If the problem is not yet solved I would try to search for primers with cutadapt and discard any sequences without primers (in cutadapt settings). If output file will be very small that means that primers were removed indeed. If the output file big enough and contains most of the reads, that means that primers were in sequence.
hi Timur!
thanks for the follow up. I ran it and it didn't find much to remove but the filter-features were still empty like before. The below is the verbose output. I ran it on the forward reads only as I also started experimenting with the suggestion from Daniel.

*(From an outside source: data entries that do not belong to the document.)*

mod common;

use b2b_portal_api::{
    domain::{CompanyRole, DiscountKind, DiscountStatus, GlobalRole, OrderStatus},
    dto::{
        cart::AddToCartRequest,
        discounts::RequestDiscountRequest,
        orders::{CheckoutRequest, UpdateOrderStatusRequest},
    },
    error::AppError,
    services::{cart_service, discount_service, order_service, pricing_service, tenancy_service},
};
use common::{
    add_membership, create_company, create_product, create_user, database_url, login,
    setup_state,
};
use rust_decimal_macros::dec;
use uuid::Uuid;

// Persisted repricing tolerates missing orders and is stable when repeated;
// once invoiced, discounts can no longer move the total.
#[tokio::test]
async fn stored_totals_are_stable_and_frozen_after_invoicing() -> anyhow::Result<()> {
    let Some(database_url) = database_url() else {
        return Ok(());
    };

    let state = setup_state(&database_url).await?;

    let company = create_company(&state, "Initech Parts", "33.333.333/0001-33").await?;
    let admin = create_user(&state, "user", "admin@initech.test").await?;
    add_membership(&state, admin, company, CompanyRole::Admin).await?;
    let gears = create_product(&state, company, "GEAR-12", "Gear 12T", dec!(3.33), 50).await?;

    let auth = login(&state, admin, GlobalRole::User).await?;
    let ctx = tenancy_service::resolve_context(&state, &auth).await?;

    // unknown order: nothing to price, not an error
    let missing = pricing_service::recalc_order_totals(&state.orm, Uuid::new_v4()).await?;
    assert!(missing.is_none());

    cart_service::add_to_cart(
        &state,
        &ctx,
        AddToCartRequest {
            product_id: gears,
            quantity: 3,
        },
    )
    .await?;
    let detail = order_service::checkout(&state, &ctx, CheckoutRequest::default())
        .await?
        .data
        .expect("order detail");
    let order_id = detail.order.id;
    let line = detail.items[0].item.id;

    let discount = discount_service::request_discount(
        &state,
        &ctx,
        order_id,
        line,
        RequestDiscountRequest {
            kind: DiscountKind::Percentage,
            value: dec!(15),
            reason: None,
        },
    )
    .await?
    .data
    .expect("discount");
    discount_service::decide_discount(&state, &ctx, discount.id, DiscountStatus::Approved)
        .await?;

    let first = pricing_service::recalc_order_totals(&state.orm, order_id)
        .await?
        .expect("order");
    let second = pricing_service::recalc_order_totals(&state.orm, order_id)
        .await?
        .expect("order");
    // 3 x 3.33 = 9.99; 15% of it rounds to 1.50
    assert_eq!(
        (first.subtotal, first.total_discount, first.total),
        (dec!(9.99), dec!(1.50), dec!(8.49))
    );
    assert_eq!(
        (first.subtotal, first.total_discount, first.total),
        (second.subtotal, second.total_discount, second.total)
    );

    let pending = discount_service::request_discount(
        &state,
        &ctx,
        order_id,
        line,
        RequestDiscountRequest {
            kind: DiscountKind::Fixed,
            value: dec!(1.00),
            reason: Some("late delivery".into()),
        },
    )
    .await?
    .data
    .expect("discount");

    for status in [OrderStatus::Generated, OrderStatus::Invoiced] {
        order_service::update_status(&state, &ctx, order_id, UpdateOrderStatusRequest { status })
            .await?;
    }

    let err = discount_service::decide_discount(&state, &ctx, pending.id, DiscountStatus::Approved)
        .await
        .unwrap_err();
    assert!(matches!(err, AppError::InvalidTransition(_)));

    let err = discount_service::decide_discount(&state, &ctx, discount.id, DiscountStatus::Rejected)
        .await
        .unwrap_err();
    assert!(matches!(err, AppError::InvalidTransition(_)));

    let err = discount_service::request_discount(
        &state,
        &ctx,
        order_id,
        line,
        RequestDiscountRequest {
            kind: DiscountKind::Fixed,
            value: dec!(2.00),
            reason: None,
        },
    )
    .await
    .unwrap_err();
    assert!(matches!(err, AppError::InvalidTransition(_)));

    let invoiced = order_service::get_order(&state, &ctx, order_id)
        .await?
        .data
        .expect("order");
    assert_eq!(invoiced.order.status, OrderStatus::Invoiced);
    assert_eq!(invoiced.order.total, dec!(8.49));

    Ok(())
}
//! Fulfillment pipeline of an order.

use std::{fmt, str::FromStr};

use serde::{Deserialize, Serialize};
use thiserror::Error;
use utoipa::ToSchema;

use super::status::{OrderStatus, UnknownValue};

#[derive(Debug, Clone, Copy, PartialEq, Eq, Hash, Serialize, Deserialize, ToSchema)]
#[serde(rename_all = "SCREAMING_SNAKE_CASE")]
pub enum OrderStage {
    #[serde(alias = "AGUARDANDO_IMPRESSAO", alias = "PENDENTE_IMPRESSAO")]
    AwaitingPrint,
    #[serde(alias = "IMPRESSO")]
    Printed,
    #[serde(alias = "SEPARADO")]
    Separated,
    #[serde(alias = "COBRADO")]
    Charged,
    #[serde(alias = "CONFERIR_RECEBIMENTO")]
    VerifyReceipt,
    #[serde(alias = "EM_CONFERENCIA")]
    InVerification,
    #[serde(alias = "AGUARDANDO_ENVIO")]
    AwaitingShipment,
    #[serde(alias = "ENVIADO")]
    Shipped,
}

impl OrderStage {
    pub const PIPELINE: [OrderStage; 8] = [
        OrderStage::AwaitingPrint,
        OrderStage::Printed,
        OrderStage::Separated,
        OrderStage::Charged,
        OrderStage::VerifyReceipt,
        OrderStage::InVerification,
        OrderStage::AwaitingShipment,
        OrderStage::Shipped,
    ];

    pub fn initial() -> Self {
        OrderStage::AwaitingPrint
    }

    pub fn as_str(&self) -> &'static str {
        match self {
            OrderStage::AwaitingPrint => "AWAITING_PRINT",
            OrderStage::Printed => "PRINTED",
            OrderStage::Separated => "SEPARATED",
            OrderStage::Charged => "CHARGED",
            OrderStage::VerifyReceipt => "VERIFY_RECEIPT",
            OrderStage::InVerification => "IN_VERIFICATION",
            OrderStage::AwaitingShipment => "AWAITING_SHIPMENT",
            OrderStage::Shipped => "SHIPPED",
        }
    }

    pub fn is_terminal(&self) -> bool {
        matches!(self, OrderStage::Shipped)
    }

    /// Zero-based index in [`OrderStage::PIPELINE`].
    pub fn position(&self) -> usize {
        match self {
            OrderStage::AwaitingPrint => 0,
            OrderStage::Printed => 1,
            OrderStage::Separated => 2,
            OrderStage::Charged => 3,
            OrderStage::VerifyReceipt => 4,
            OrderStage::InVerification => 5,
            OrderStage::AwaitingShipment => 6,
            OrderStage::Shipped => 7,
        }
    }

    pub fn next(&self) -> Option<OrderStage> {
        Self::PIPELINE.get(self.position() + 1).copied()
    }

    pub fn progress(&self) -> StageProgress {
        let index = self.position();
        let total = Self::PIPELINE.len();
        StageProgress {
            index,
            total,
            percent: ((index * 100) / (total - 1)) as u8,
        }
    }

    /// The single forward action available from this stage.
    pub fn action(&self) -> Option<StageAction> {
        let (kind, label, icon) = match self {
            OrderStage::AwaitingPrint => (ActionKind::Print, "Print order", "printer"),
            OrderStage::Printed => (ActionKind::Separate, "Separate items", "package"),
            OrderStage::Separated => (ActionKind::Charge, "Charge order", "credit-card"),
            OrderStage::Charged => (
                ActionKind::VerifyReceipt,
                "Verify receipt",
                "receipt",
            ),
            OrderStage::VerifyReceipt => (
                ActionKind::MoveToVerification,
                "Move to verification",
                "clipboard-check",
            ),
            OrderStage::InVerification => (
                ActionKind::AwaitShipment,
                "Await shipment",
                "clock",
            ),
            OrderStage::AwaitingShipment => (ActionKind::Ship, "Ship order", "truck"),
            OrderStage::Shipped => return None,
        };
        let next = self.next()?;
        Some(StageAction {
            kind,
            label,
            icon,
            next,
        })
    }
}

impl fmt::Display for OrderStage {
    fn fmt(&self, f: &mut fmt::Formatter<'_>) -> fmt::Result {
        f.write_str(self.as_str())
    }
}

impl FromStr for OrderStage {
    type Err = UnknownValue;

    fn from_str(s: &str) -> Result<Self, Self::Err> {
        match s.trim().to_ascii_uppercase().as_str() {
            "AWAITING_PRINT" | "AGUARDANDO_IMPRESSAO" | "PENDENTE_IMPRESSAO" => {
                Ok(OrderStage::AwaitingPrint)
            }
            "PRINTED" | "IMPRESSO" => Ok(OrderStage::Printed),
            "SEPARATED" | "SEPARADO" => Ok(OrderStage::Separated),
            "CHARGED" | "COBRADO" => Ok(OrderStage::Charged),
            "VERIFY_RECEIPT" | "CONFERIR_RECEBIMENTO" => Ok(OrderStage::VerifyReceipt),
            "IN_VERIFICATION" | "EM_CONFERENCIA" => Ok(OrderStage::InVerification),
            "AWAITING_SHIPMENT" | "AGUARDANDO_ENVIO" => Ok(OrderStage::AwaitingShipment),
            "SHIPPED" | "ENVIADO" => Ok(OrderStage::Shipped),
            _ => Err(UnknownValue {
                kind: "order stage",
                value: s.to_string(),
            }),
        }
    }
}

#[derive(Debug, Clone, Copy, PartialEq, Eq, Serialize, ToSchema)]
#[serde(rename_all = "snake_case")]
pub enum ActionKind {
    Print,
    Separate,
    Charge,
    VerifyReceipt,
    MoveToVerification,
    AwaitShipment,
    Ship,
}

#[derive(Debug, Clone, Copy, PartialEq, Eq, Serialize, ToSchema)]
pub struct StageAction {
    pub kind: ActionKind,
    pub label: &'static str,
    pub icon: &'static str,
    pub next: OrderStage,
}

impl StageAction {
    /// Printing renders the picking list before the stage may move.
    pub fn requires_document(&self) -> bool {
        matches!(self.kind, ActionKind::Print)
    }
}

#[derive(Debug, Clone, Copy, PartialEq, Eq, Serialize, ToSchema)]
pub struct StageProgress {
    pub index: usize,
    pub total: usize,
    pub percent: u8,
}

/// What a client should render for an order's fulfillment state.
#[derive(Debug, Clone, Copy, PartialEq, Eq, Serialize, ToSchema)]
#[serde(tag = "state", rename_all = "snake_case")]
pub enum StageView {
    Active {
        stage: OrderStage,
        action: StageAction,
        progress: StageProgress,
    },
    Completed {
        stage: OrderStage,
        progress: StageProgress,
    },
    Cancelled,
}

pub fn stage_view(status: OrderStatus, stage: OrderStage) -> StageView {
    if status.is_cancelled() {
        return StageView::Cancelled;
    }
    match stage.action() {
        Some(action) => StageView::Active {
            stage,
            action,
            progress: stage.progress(),
        },
        None => StageView::Completed {
            stage,
            progress: stage.progress(),
        },
    }
}

#[derive(Debug, Clone, PartialEq, Eq, Error)]
pub enum TransitionError {
    #[error("order is cancelled")]
    Cancelled,

    #[error("no action available from stage {0}")]
    Terminal(OrderStage),

    #[error("order is at stage {actual}, not {expected}")]
    StageMismatch {
        expected: OrderStage,
        actual: OrderStage,
    },
}

/// Decide the single permitted forward step. `from` is the stage the caller
/// believes the order is in; a stale value is rejected instead of skipping.
pub fn plan_advance(
    status: OrderStatus,
    current: OrderStage,
    from: OrderStage,
) -> Result<StageAction, TransitionError> {
    if status.is_cancelled() {
        return Err(TransitionError::Cancelled);
    }
    if current != from {
        return Err(TransitionError::StageMismatch {
            expected: from,
            actual: current,
        });
    }
    current.action().ok_or(TransitionError::Terminal(current))
}

/// Cancellation is allowed from every stage except the terminal one.
pub fn plan_cancel(status: OrderStatus, current: OrderStage) -> Result<(), TransitionError> {
    if status.is_cancelled() {
        return Err(TransitionError::Cancelled);
    }
    if current.is_terminal() {
        return Err(TransitionError::Terminal(current));
    }
    Ok(())
}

This is cutadapt 4.5 with Python 3.8.15
Command line parameters: --cores 1 --error-rate 0.1 --times 1 --overlap 3 --minimum-length 1 -q 0,0 --quality-base 33 -o /data/tmp/q2-CasavaOneEightSingleLanePerSampleDirFmt-uvhs5hb4/BS12-MTV84_0_L001_R1_001.fastq.gz --front GTGCCAGCMGCCGCGGTAA /data/tmp/qiime2/ec2-user/data/b9b59679-edf7-4e1d-85e4-bb6abe24eba7/data/BS12-MTV84_0_L001_R1_001.fastq.gz
Processing single-end reads on 1 core ...

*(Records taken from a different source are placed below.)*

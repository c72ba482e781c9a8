use sea_orm::ActiveValue::NotSet;
use sea_orm::{ActiveModelTrait, ColumnTrait, EntityTrait, QueryFilter, QueryOrder, Set};
use uuid::Uuid;

use crate::{
    audit::{self, AuditActor},
    domain::ApprovalStatus,
    dto::companies::{ApprovalListQuery, CompanyList, CreateCompanyRequest, UserList},
    entity::{
        companies::{ActiveModel as CompanyActive, Column as CompanyCol, Entity as Companies},
        users::{ActiveModel as UserActive, Column as UserCol, Entity as Users},
    },
    error::{AppError, AppResult},
    middleware::auth::{AuthUser, ensure_superadmin},
    models::{Company, User},
    response::{ApiResponse, Meta},
    state::AppState,
};

pub async fn list_companies(
    state: &AppState,
    user: &AuthUser,
    query: ApprovalListQuery,
) -> AppResult<ApiResponse<CompanyList>> {
    ensure_superadmin(user)?;
    let mut finder = Companies::find();
    if let Some(status) = query.status {
        finder = finder.filter(CompanyCol::ApprovalStatus.eq(status.as_str()));
    }
    let items = finder
        .order_by_asc(CompanyCol::Name)
        .all(&state.orm)
        .await?
        .into_iter()
        .map(Company::try_from)
        .collect::<AppResult<Vec<_>>>()?;

    Ok(ApiResponse::success(
        "Companies",
        CompanyList { items },
        Some(Meta::empty()),
    ))
}

/// Companies created from the console start pending like self-service ones.
pub async fn create_company(
    state: &AppState,
    user: &AuthUser,
    payload: CreateCompanyRequest,
) -> AppResult<ApiResponse<Company>> {
    ensure_superadmin(user)?;
    let document = payload.document.trim().to_string();
    if payload.name.trim().is_empty() || document.is_empty() {
        return Err(AppError::Validation("name and document are required".into()));
    }

    let exist = Companies::find()
        .filter(CompanyCol::Document.eq(document.as_str()))
        .one(&state.orm)
        .await?;
    if exist.is_some() {
        return Err(AppError::BadRequest("document is already registered".into()));
    }

    let company = CompanyActive {
        id: Set(Uuid::new_v4()),
        name: Set(payload.name.trim().to_string()),
        document: Set(document),
        approval_status: Set(ApprovalStatus::Pending.as_str().to_string()),
        active: Set(true),
        created_at: NotSet,
    }
    .insert(&state.orm)
    .await?;

    audit::record(
        state,
        AuditActor::user(user.user_id),
        "company_create",
        "companies",
        serde_json::json!({ "company_id": company.id }),
    )
    .await;

    Ok(ApiResponse::success(
        "Company created",
        Company::try_from(company)?,
        Some(Meta::empty()),
    ))
}

pub async fn decide_company(
    state: &AppState,
    user: &AuthUser,
    company_id: Uuid,
    status: ApprovalStatus,
) -> AppResult<ApiResponse<Company>> {
    ensure_superadmin(user)?;
    let company = Companies::find_by_id(company_id)
        .one(&state.orm)
        .await?
        .ok_or(AppError::NotFound)?;

    let previous = company.approval_status.clone();
    let mut active: CompanyActive = company.into();
    active.approval_status = Set(status.as_str().to_string());
    let company = active.update(&state.orm).await?;

    tracing::info!(
        company_id = %company.id,
        from = %previous,
        to = status.as_str(),
        "company approval changed"
    );
    audit::record(
        state,
        AuditActor::user(user.user_id),
        "company_approval",
        "companies",
        serde_json::json!({ "company_id": company.id, "from": previous, "to": status.as_str() }),
    )
    .await;

    Ok(ApiResponse::success(
        "Company updated",
        Company::try_from(company)?,
        Some(Meta::empty()),
    ))
}

/// An inactive company drops out of every member's resolution.
pub async fn set_company_active(
    state: &AppState,
    user: &AuthUser,
    company_id: Uuid,
    is_active: bool,
) -> AppResult<ApiResponse<Company>> {
    ensure_superadmin(user)?;
    let company = Companies::find_by_id(company_id)
        .one(&state.orm)
        .await?
        .ok_or(AppError::NotFound)?;

    let mut active: CompanyActive = company.into();
    active.active = Set(is_active);
    let company = active.update(&state.orm).await?;

    audit::record(
        state,
        AuditActor::user(user.user_id),
        "company_set_active",
        "companies",
        serde_json::json!({ "company_id": company.id, "active": is_active }),
    )
    .await;

    Ok(ApiResponse::success(
        "Company updated",
        Company::try_from(company)?,
        Some(Meta::empty()),
    ))
}

pub async fn list_users(
    state: &AppState,
    user: &AuthUser,
    query: ApprovalListQuery,
) -> AppResult<ApiResponse<UserList>> {
    ensure_superadmin(user)?;
    let mut finder = Users::find();
    if let Some(status) = query.status {
        finder = finder.filter(UserCol::ApprovalStatus.eq(status.as_str()));
    }
    let items = finder
        .order_by_desc(UserCol::CreatedAt)
        .all(&state.orm)
        .await?
        .into_iter()
        .map(User::try_from)
        .collect::<AppResult<Vec<_>>>()?;

    Ok(ApiResponse::success("Users", UserList { items }, Some(Meta::empty())))
}

pub async fn decide_user(
    state: &AppState,
    user: &AuthUser,
    user_id: Uuid,
    status: ApprovalStatus,
) -> AppResult<ApiResponse<User>> {
    ensure_superadmin(user)?;
    let target = Users::find_by_id(user_id)
        .one(&state.orm)
        .await?
        .ok_or(AppError::NotFound)?;

    let previous = target.approval_status.clone();
    let mut active: UserActive = target.into();
    active.approval_status = Set(status.as_str().to_string());
    let target = active.update(&state.orm).await?;

    audit::record(
        state,
        AuditActor::user(user.user_id),
        "user_approval",
        "users",
        serde_json::json!({ "user_id": target.id, "from": previous, "to": status.as_str() }),
    )
    .await;

    Ok(ApiResponse::success(
        "User updated",
        User::try_from(target)?,
        Some(Meta::empty()),
    ))
}
use b2b_portal_api::routes::health::health_check;

#[tokio::test]
async fn health_check_returns_ok() {
    let response = health_check().await;
    assert_eq!(response.0.message, "Health check");

    let data = response.0.data.expect("health data");
    assert_eq!(data.status, "ok");
    assert_eq!(data.service, "b2b-portal-api");
}
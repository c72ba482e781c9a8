use b2b_portal_api::{
    config::AppConfig,
    db::{create_orm_conn, run_migrations},
};
use tracing_subscriber::{layer::SubscriberExt, util::SubscriberInitExt};

#[tokio::main]
async fn main() -> anyhow::Result<()> {
    dotenvy::dotenv().ok();
    tracing_subscriber::registry()
        .with(
            tracing_subscriber::EnvFilter::try_from_default_env()
                .unwrap_or_else(|_| "info,b2b_portal_api=debug".into()),
        )
        .with(tracing_subscriber::fmt::layer())
        .init();

    let config = AppConfig::from_env()?;
    let orm = create_orm_conn(&config.database_url).await?;
    run_migrations(&orm).await?;
    tracing::info!("migrations applied");
    Ok(())
}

Finished in 2.249 s (21.939 µs/read; 2.73 M reads/minute).
=== Summary ===
Total reads processed: 102,499
Reads with adapters: 55 (0.1%)
== Read fate breakdown ==
Reads that were too short: 0 (0.0%)
Reads written (passing filters): 102,499 (100.0%)
Total basepairs processed: 15,477,349 bp
Quality-trimmed: 0 bp (0.0%)
Total written (filtered): 15,477,180 bp (100.0%)
=== Adapter 1 ===
Sequence: GTGCCAGCMGCCGCGGTAA; Type: regular 5'; Length: 19; Trimmed: 55 times
Overview of removed sequences
length count expect max.err error counts
3 53 1601.5 0 53
5 2 100.1 0 2
Running external command line application. This may print messages to stdout and/or stderr.

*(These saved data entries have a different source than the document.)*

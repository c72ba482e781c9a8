use rust_decimal::Decimal;
use serde::{Deserialize, Serialize};
use utoipa::ToSchema;

use crate::models::Product;

#[derive(Debug, Deserialize, ToSchema)]
pub struct CreateProductRequest {
    pub sku: String,
    pub name: String,
    pub description: Option<String>,
    #[schema(value_type = String, example = "10.00")]
    pub price: Decimal,
    pub stock: i32,
}

#[derive(Debug, Deserialize, ToSchema)]
pub struct UpdateProductRequest {
    pub name: Option<String>,
    pub description: Option<String>,
    #[schema(value_type = Option<String>, example = "12.50")]
    pub price: Option<Decimal>,
    pub stock: Option<i32>,
    pub active: Option<bool>,
}

#[derive(Debug, Serialize, ToSchema)]
pub struct ProductList {
    pub items: Vec<Product>,
}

The commands to be run are below. These commands cannot be manually re-run as they will depend on temporary files that no longer exist.
hi Daniel,
thanks so much for your help.
It looks like it would be better to do the phylogenetic taxonomy although at this point I am assigning just the taxonomy. I will look into doing the phylogenetic taxonomy next.
I tried using just the forward reads as you suggested but it didn't make a difference and the filter features are still resulting in an empty output.
I experimented with a different --p-trunc-len 150 with DADA2 as well, but it didn't help.
The V4 representation in Greengenes2 2022.10 spans over 300,000 samples, representing over 20,000,000 ASVs and inclusive of the EMP / EMP500 sets among many other environmental sample sets. It would be unexpected for the data to not have reasonable representation, and concerning that there is no representation. I suspect there is a processing detail that we haven't isolated yet, and which we (i.e., the Greengenes2 team) need to better communicate
I was using DADA2 to truncate to 145 NT. I've now set it to 151 hoping it would make a difference as per fastqc output quality seemed ok up till 151. I only tried cutadapt after it was suggested but that didn't introduce the issue I have and the below is now without cutadapt and it's still empty. I used 145 as that's what I understood my lab was recommending but I might be misunderstanding.
This is what it looks like now i've set it to 151 - is this looking better? I had tried previously with 150 as you mentioned having ASVs with 150 length.
Something is odd as you were able to search the database, and the content of the website is a reflection of the files on the FTP. Could you share the 150nt FeatureData[Sequence] artifact?